If required, you could force a query to use a particular index using the hint method. To force the descending order index on movie_id to get ratings related to “Toy Story (1995)” you can query as follows:

image
db.ratings.find({ movie_id:1 }).hint({ movie_id:-1 });

movielens_indexes.txt

Soon after running this query, you can verify the query plan to see which index was used and how it performed. A query plan for the last query using the descending order index on movie_id can be accessed as follows:

image
db.ratings.find({ movie_id:1 }).hint({ movie_id:-1 }).explain();

movielens_indexes.txt

The output of the query explain plan is as follows:

{
    "cursor" : "BtreeCursor movie_id_-1",
    "nscanned" : 2077,
    "nscannedObjects" : 2077,
    "n" : 2077,
    "millis" : 17,
    "indexBounds" : {
        "movie_id" : [
            [
                1,
                1
            ]
        ]
    }
}

The explain plan output confirms that the descending order index on movie_id, identified by movie_id_-1, was used. It also shows that like the ascending order index, the descending order index accessed only 2,077 items.

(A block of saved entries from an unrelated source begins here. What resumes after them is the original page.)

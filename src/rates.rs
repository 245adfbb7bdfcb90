// Copyright (c) 2025 Soumyadip Sarkar.
// All rights reserved.
//
// This source code is licensed under the license found in the
// LICENSE file in the root directory of this source tree.

//! Exact-date rate resolution.
//!
//! A rate is either the one stored for the requested `(from, to, date)`, the
//! identity `1.0` for same-currency conversions, or an error. In
//! [`RateMode::Auto`] a miss is filled from the quote source and stored under
//! the requested date, so the stored value is the rate at fetch time.

use crate::config::RateMode;
use crate::error::{LedgerError, LedgerResult};
use crate::ledger;
use crate::quotes::QuoteSource;
use chrono::NaiveDate;
use rusqlite::Connection;
use std::cell::RefCell;
use std::collections::HashMap;
use tracing::{debug, info, warn};

type PairKey = (String, String, NaiveDate);

pub struct RateResolver<'a> {
    conn: &'a Connection,
    mode: RateMode,
    source: Option<&'a dyn QuoteSource>,
    /// Fetch failures are not retried for the life of the resolver.
    failed: RefCell<HashMap<PairKey, String>>,
}

impl<'a> RateResolver<'a> {
    pub fn new(conn: &'a Connection, mode: RateMode, source: Option<&'a dyn QuoteSource>) -> Self {
        Self {
            conn,
            mode,
            source,
            failed: RefCell::default(),
        }
    }

    pub fn strict(conn: &'a Connection) -> Self {
        Self {
            conn,
            mode: RateMode::Strict,
            source: None,
            failed: RefCell::default(),
        }
    }

    pub fn auto_fetch(conn: &'a Connection, source: &'a dyn QuoteSource) -> Self {
        Self {
            conn,
            mode: RateMode::Auto,
            source: Some(source),
            failed: RefCell::default(),
        }
    }

    pub fn mode(&self) -> RateMode {
        self.mode
    }

    pub fn resolve(&self, from: &str, to: &str, date: NaiveDate) -> LedgerResult<f64> {
        if from == to {
            return Ok(1.0);
        }
        if let Some(rate) = ledger::find_rate(self.conn, from, to, date)? {
            debug!(%date, %from, %to, rate, "stored rate");
            return Ok(rate);
        }
        match (self.mode, self.source) {
            (RateMode::Auto, Some(source)) => self.fetch_and_store(source, from, to, date),
            _ => {
                warn!(%date, %from, %to, "no rate recorded");
                Err(LedgerError::RateNotFound {
                    from: from.to_string(),
                    to: to.to_string(),
                    date,
                })
            }
        }
    }

    fn fetch_and_store(
        &self,
        source: &dyn QuoteSource,
        from: &str,
        to: &str,
        date: NaiveDate,
    ) -> LedgerResult<f64> {
        let key = (from.to_string(), to.to_string(), date);
        if let Some(msg) = self.failed.borrow().get(&key) {
            debug!(%date, %from, %to, "fetch already failed, not retrying");
            return Err(LedgerError::RateFetch(msg.clone()));
        }
        let rate = match source.current_rate(from, to) {
            Ok(rate) => rate,
            Err(LedgerError::RateFetch(msg)) => {
                self.failed.borrow_mut().insert(key, msg.clone());
                return Err(LedgerError::RateFetch(msg));
            }
            Err(e) => return Err(e),
        };
        ledger::upsert_rate(self.conn, from, to, date, rate)?;
        info!(%date, %from, %to, rate, "fetched current rate stored for requested date");
        Ok(rate)
    }
}

#[cfg(test)]
mod tests {
    use super::*;
    use crate::db::open_in_memory;
    use std::cell::Cell;

    struct CountingSource {
        rate: f64,
        calls: Cell<u32>,
    }

    impl QuoteSource for CountingSource {
        fn current_rate(&self, _from: &str, _to: &str) -> LedgerResult<f64> {
            self.calls.set(self.calls.get() + 1);
            Ok(self.rate)
        }
    }

    fn d(y: i32, m: u32, day: u32) -> NaiveDate {
        NaiveDate::from_ymd_opt(y, m, day).unwrap()
    }

    #[test]
    fn identity_needs_no_lookup() {
        let conn = rusqlite::Connection::open_in_memory().unwrap();
        // no schema at all: any query would fail
        let r = RateResolver::strict(&conn);
        assert_eq!(r.resolve("EUR", "EUR", d(1999, 1, 1)).unwrap(), 1.0);
    }

    #[test]
    fn exact_date_only() {
        let conn = open_in_memory().unwrap();
        ledger::upsert_rate(&conn, "USD", "RUB", d(2024, 6, 1), 90.0).unwrap();
        let r = RateResolver::strict(&conn);
        assert_eq!(r.resolve("USD", "RUB", d(2024, 6, 1)).unwrap(), 90.0);
        let err = r.resolve("USD", "RUB", d(2024, 6, 2)).unwrap_err();
        assert!(matches!(err, LedgerError::RateNotFound { .. }));
    }

    #[test]
    fn auto_fetch_stores_under_requested_date() {
        let conn = open_in_memory().unwrap();
        let src = CountingSource {
            rate: 4.0,
            calls: Cell::new(0),
        };
        let r = RateResolver::auto_fetch(&conn, &src);
        assert_eq!(r.resolve("TRY", "RUB", d(2023, 3, 8)).unwrap(), 4.0);
        assert_eq!(r.resolve("TRY", "RUB", d(2023, 3, 8)).unwrap(), 4.0);
        assert_eq!(src.calls.get(), 1);
        assert_eq!(r.resolve("RUB", "TRY", d(2023, 3, 8)).unwrap(), 0.25);
    }

    struct DownSource {
        calls: Cell<u32>,
    }

    impl QuoteSource for DownSource {
        fn current_rate(&self, _from: &str, _to: &str) -> LedgerResult<f64> {
            self.calls.set(self.calls.get() + 1);
            Err(LedgerError::RateFetch("connection refused".into()))
        }
    }

    #[test]
    fn failed_fetch_is_not_repeated_for_same_pair_and_date() {
        let conn = open_in_memory().unwrap();
        let src = DownSource {
            calls: Cell::new(0),
        };
        let r = RateResolver::auto_fetch(&conn, &src);
        for _ in 0..3 {
            let err = r.resolve("USD", "RUB", d(2024, 6, 1)).unwrap_err();
            assert!(matches!(err, LedgerError::RateFetch(ref m) if m == "connection refused"));
        }
        assert_eq!(src.calls.get(), 1);
        assert!(r.resolve("USD", "RUB", d(2024, 6, 2)).is_err());
        assert_eq!(src.calls.get(), 2);
    }
}
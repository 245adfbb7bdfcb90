// Copyright (c) AlphaVelocity.
// All rights reserved.
//
// This source code is licensed under the license found in the
// LICENSE file in the root directory of this source tree.

use chrono::NaiveDate;
use treasurer::commands::doctor::{Issue, find_issues};
use treasurer::ledger;
use treasurer::models::{Currency, NewPurchase, NewTransfer, PeriodUnit};

fn d(y: i32, m: u32, day: u32) -> NaiveDate {
    NaiveDate::from_ymd_opt(y, m, day).unwrap()
}

#[test]
fn clean_ledger_has_no_issues() {
    let conn = treasurer::db::open_in_memory().unwrap();
    assert!(find_issues(&conn, Currency::Rub).unwrap().is_empty());
}

#[test]
fn reports_missing_rates_and_duplicates() {
    let conn = treasurer::db::open_in_memory().unwrap();
    let ann = ledger::add_investor(&conn, "Ann").unwrap();
    let t = NewTransfer {
        investor_id: ann.id,
        amount: 100.0,
        currency: Currency::Usd,
        date: d(2024, 6, 1),
    };
    ledger::add_transfer(&conn, &t).unwrap();
    ledger::add_transfer(&conn, &t).unwrap();
    ledger::add_transfer(
        &conn,
        &NewTransfer {
            currency: Currency::Rub,
            ..t.clone()
        },
    )
    .unwrap();
    ledger::add_purchase(
        &conn,
        &NewPurchase {
            investor_id: Some(ann.id),
            service: "GPU".into(),
            amount: 30.0,
            currency: Currency::Eur,
            date: d(2024, 6, 2),
            period: 1,
            period_unit: PeriodUnit::Month,
        },
    )
    .unwrap();
    ledger::upsert_rate(&conn, "USD", "RUB", d(2024, 6, 1), 90.0).unwrap();

    let issues = find_issues(&conn, Currency::Rub).unwrap();
    assert_eq!(
        issues,
        vec![
            Issue::MissingRate {
                date: d(2024, 6, 2),
                from: Currency::Eur,
                to: Currency::Rub,
            },
            Issue::DuplicateTransfer {
                investor: "Ann".into(),
                amount: 100.0,
                currency: "USD".into(),
                date: "2024-06-01".into(),
                copies: 2,
            },
        ]
    );

    // against USD the stored inverse covers the RUB transfer
    let in_usd = find_issues(&conn, Currency::Usd).unwrap();
    assert!(in_usd.contains(&Issue::MissingRate {
        date: d(2024, 6, 2),
        from: Currency::Eur,
        to: Currency::Usd,
    }));
    assert!(!in_usd.iter().any(|i| matches!(
        i,
        Issue::MissingRate {
            from: Currency::Rub,
            ..
        }
    )));
}
// Copyright (c) 2025 Soumyadip Sarkar.
// All rights reserved.
//
// This source code is licensed under the license found in the
// LICENSE file in the root directory of this source tree.

use tracing_subscriber::{
    EnvFilter, fmt, prelude::__tracing_subscriber_SubscriberExt, util::SubscriberInitExt,
};

/// Warnings by default, debug with `--verbose`; `RUST_LOG` wins over both.
pub fn init_logging(verbose: bool) {
    let level = if verbose { "treasurer=debug" } else { "warn" };
    let filter = EnvFilter::try_from_default_env().unwrap_or_else(|_| EnvFilter::new(level));

    let _ = tracing_subscriber::registry()
        .with(fmt::layer().with_writer(std::io::stderr).without_time())
        .with(filter)
        .try_init();
}
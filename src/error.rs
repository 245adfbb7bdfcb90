// Copyright (c) 2025 Soumyadip Sarkar.
// All rights reserved.
//
// This source code is licensed under the license found in the
// LICENSE file in the root directory of this source tree.

use chrono::NaiveDate;
use std::fmt;

pub type LedgerResult<T> = std::result::Result<T, LedgerError>;

/// Errors raised by the ledger store, the rate resolver and the aggregation engine.
#[derive(Debug, thiserror::Error)]
pub enum LedgerError {
    #[error("{0}")]
    Validation(String),

    #[error(
        "No {from}->{to} rate recorded for {}. Record it first with `treasurer rate set {} {from} {to} <rate>`",
        .date.format("%d.%m.%Y"),
        .date
    )]
    RateNotFound {
        from: String,
        to: String,
        date: NaiveDate,
    },

    #[error("Rate fetch failed: {0}")]
    RateFetch(String),

    #[error("{}", join_failures(.0))]
    Aggregation(Vec<RecordFailure>),

    #[error("{0}")]
    NotFound(String),

    #[error("storage error: {0}")]
    Storage(#[from] rusqlite::Error),

    #[error("import error: {0}")]
    Import(#[from] csv::Error),
}

impl LedgerError {
    pub fn validation(msg: impl Into<String>) -> Self {
        Self::Validation(msg.into())
    }
}

/// Which table a failed record came from.
#[derive(Debug, Clone, Copy, PartialEq, Eq)]
pub enum RecordKind {
    Transfer,
    Purchase,
    ServicePurchase,
}

impl fmt::Display for RecordKind {
    fn fmt(&self, f: &mut fmt::Formatter<'_>) -> fmt::Result {
        let s = match self {
            RecordKind::Transfer => "transfer",
            RecordKind::Purchase => "purchase",
            RecordKind::ServicePurchase => "service purchase",
        };
        f.write_str(s)
    }
}

/// One record that could not be converted during an aggregation.
#[derive(Debug)]
pub struct RecordFailure {
    pub kind: RecordKind,
    pub id: i64,
    pub amount: f64,
    pub currency: String,
    pub date: NaiveDate,
    pub cause: Box<LedgerError>,
}

impl fmt::Display for RecordFailure {
    fn fmt(&self, f: &mut fmt::Formatter<'_>) -> fmt::Result {
        write!(
            f,
            "Conversion failed for {} #{} ({:.2} {} on {}): {}",
            self.kind, self.id, self.amount, self.currency, self.date, self.cause
        )
    }
}

fn join_failures(failures: &[RecordFailure]) -> String {
    failures
        .iter()
        .map(|f| f.to_string())
        .collect::<Vec<_>>()
        .join("\n")
}
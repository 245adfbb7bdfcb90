// Copyright (c) 2025 Soumyadip Sarkar.
// All rights reserved.
//
// This source code is licensed under the license found in the
// LICENSE file in the root directory of this source tree.

use crate::error::{LedgerError, LedgerResult};
use anyhow::Result;
use chrono::NaiveDate;
use comfy_table::{Cell, Table, presets::UTF8_FULL};
use once_cell::sync::Lazy;
use regex::Regex;
use std::time::Duration;

const UA: &str = concat!(
    "treasurer/",
    env!("CARGO_PKG_VERSION"),
    " (+https://github.com/alphavelocity/treasurer)"
);

/// Period stored for subscriptions bought without an end date.
pub const PERPETUAL_PERIOD: u32 = 999_999;

static RATE_CODE: Lazy<Regex> = Lazy::new(|| Regex::new(r"^[A-Z]{3}$").expect("static regex"));

pub fn http_client(timeout: Duration) -> Result<reqwest::blocking::Client> {
    let c = reqwest::blocking::Client::builder()
        .timeout(timeout)
        .user_agent(UA)
        .build()?;
    Ok(c)
}

/// Accepts `YYYY-MM-DD` and `DD.MM.YYYY`.
pub fn parse_date(s: &str) -> LedgerResult<NaiveDate> {
    let s = s.trim();
    NaiveDate::parse_from_str(s, "%Y-%m-%d")
        .or_else(|_| NaiveDate::parse_from_str(s, "%d.%m.%Y"))
        .map_err(|_| {
            LedgerError::Validation(format!(
                "Invalid date '{}', expected YYYY-MM-DD or DD.MM.YYYY",
                s
            ))
        })
}

/// Parses a strictly positive amount. Spaces are thousands separators and
/// a comma may be used as the decimal point.
pub fn parse_amount(s: &str) -> LedgerResult<f64> {
    let cleaned: String = s
        .chars()
        .filter(|c| !c.is_whitespace())
        .map(|c| if c == ',' { '.' } else { c })
        .collect();
    let v: f64 = cleaned
        .parse()
        .map_err(|_| LedgerError::Validation(format!("Invalid amount '{}'", s.trim())))?;
    ensure_positive(v, "Amount")
}

pub fn ensure_positive(v: f64, what: &str) -> LedgerResult<f64> {
    if v.is_finite() && v > 0.0 {
        Ok(v)
    } else {
        Err(LedgerError::Validation(format!(
            "{} must be a positive number, got {}",
            what, v
        )))
    }
}

pub fn parse_period(s: &str) -> LedgerResult<u32> {
    let s = s.trim();
    if s.eq_ignore_ascii_case("unlimited") || s.to_lowercase() == "бессрочно" {
        return Ok(PERPETUAL_PERIOD);
    }
    match s.parse::<u32>() {
        Ok(n) if n > 0 => Ok(n),
        _ => Err(LedgerError::Validation(format!(
            "Invalid period '{}', expected a positive whole number",
            s
        ))),
    }
}

/// Normalizes a free-form currency code used on exchange rates.
pub fn parse_rate_code(s: &str) -> LedgerResult<String> {
    let code = s.trim().to_uppercase();
    if RATE_CODE.is_match(&code) {
        Ok(code)
    } else {
        Err(LedgerError::Validation(format!(
            "Invalid currency code '{}', expected three letters",
            s.trim()
        )))
    }
}

pub fn fmt_money(v: f64, ccy: &str) -> String {
    format!("{:.2} {}", v, ccy)
}

pub fn pretty_table(headers: &[&str], rows: Vec<Vec<String>>) -> Table {
    let mut t = Table::new();
    t.load_preset(UTF8_FULL);
    t.set_header(headers.iter().map(|h| Cell::new(*h)));
    for r in rows {
        t.add_row(r.into_iter().map(Cell::new));
    }
    t
}

pub fn maybe_print_json<T: serde::Serialize>(json_flag: bool, v: &T) -> Result<bool> {
    if json_flag {
        println!("{}", serde_json::to_string_pretty(v)?);
        return Ok(true);
    }
    Ok(false)
}

#[cfg(test)]
mod tests {
    use super::*;

    #[test]
    fn dates_in_both_formats() {
        let d = NaiveDate::from_ymd_opt(2024, 6, 13).unwrap();
        assert_eq!(parse_date("2024-06-13").unwrap(), d);
        assert_eq!(parse_date(" 13.06.2024 ").unwrap(), d);
        assert!(parse_date("2024/06/13").is_err());
    }

    #[test]
    fn amounts_with_separators() {
        assert_eq!(parse_amount("1 000,50").unwrap(), 1000.5);
        assert_eq!(parse_amount("42").unwrap(), 42.0);
        assert!(parse_amount("0").is_err());
        assert!(parse_amount("-5").is_err());
        assert!(parse_amount("abc").is_err());
        assert!(parse_amount("inf").is_err());
    }

    #[test]
    fn perpetual_period() {
        assert_eq!(parse_period("Unlimited").unwrap(), PERPETUAL_PERIOD);
        assert_eq!(parse_period("бессрочно").unwrap(), PERPETUAL_PERIOD);
        assert_eq!(parse_period("3").unwrap(), 3);
        assert!(parse_period("0").is_err());
    }

    #[test]
    fn rate_codes() {
        assert_eq!(parse_rate_code(" gbp").unwrap(), "GBP");
        assert!(parse_rate_code("US").is_err());
        assert!(parse_rate_code("U5D").is_err());
    }
}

There is one peculiarity in the output, though. Although an index was used and only a select few documents were scanned it took 17 ms to return the result set. This is much less than the 484 ms used for the table scan but is substantially more than the 2 ms the ascending order index took to return the result set. This is possibly because in this case, the movie_id is 1 and is at the beginning of the ascending order list and the results were cached from a previous query. Ascending order indexes do not deterministically outperform descending order indexes when accessing documents in the beginning of the list. Likewise, descending order indexes do not deterministically outperform ascending order indexes when accessing documents at the end of the list. In most cases, especially for items somewhere near the middle, both index types perform equally well. To test this performance claim you can use both of the indexes to search for ratings for a movie, whose movie_id is at the other end.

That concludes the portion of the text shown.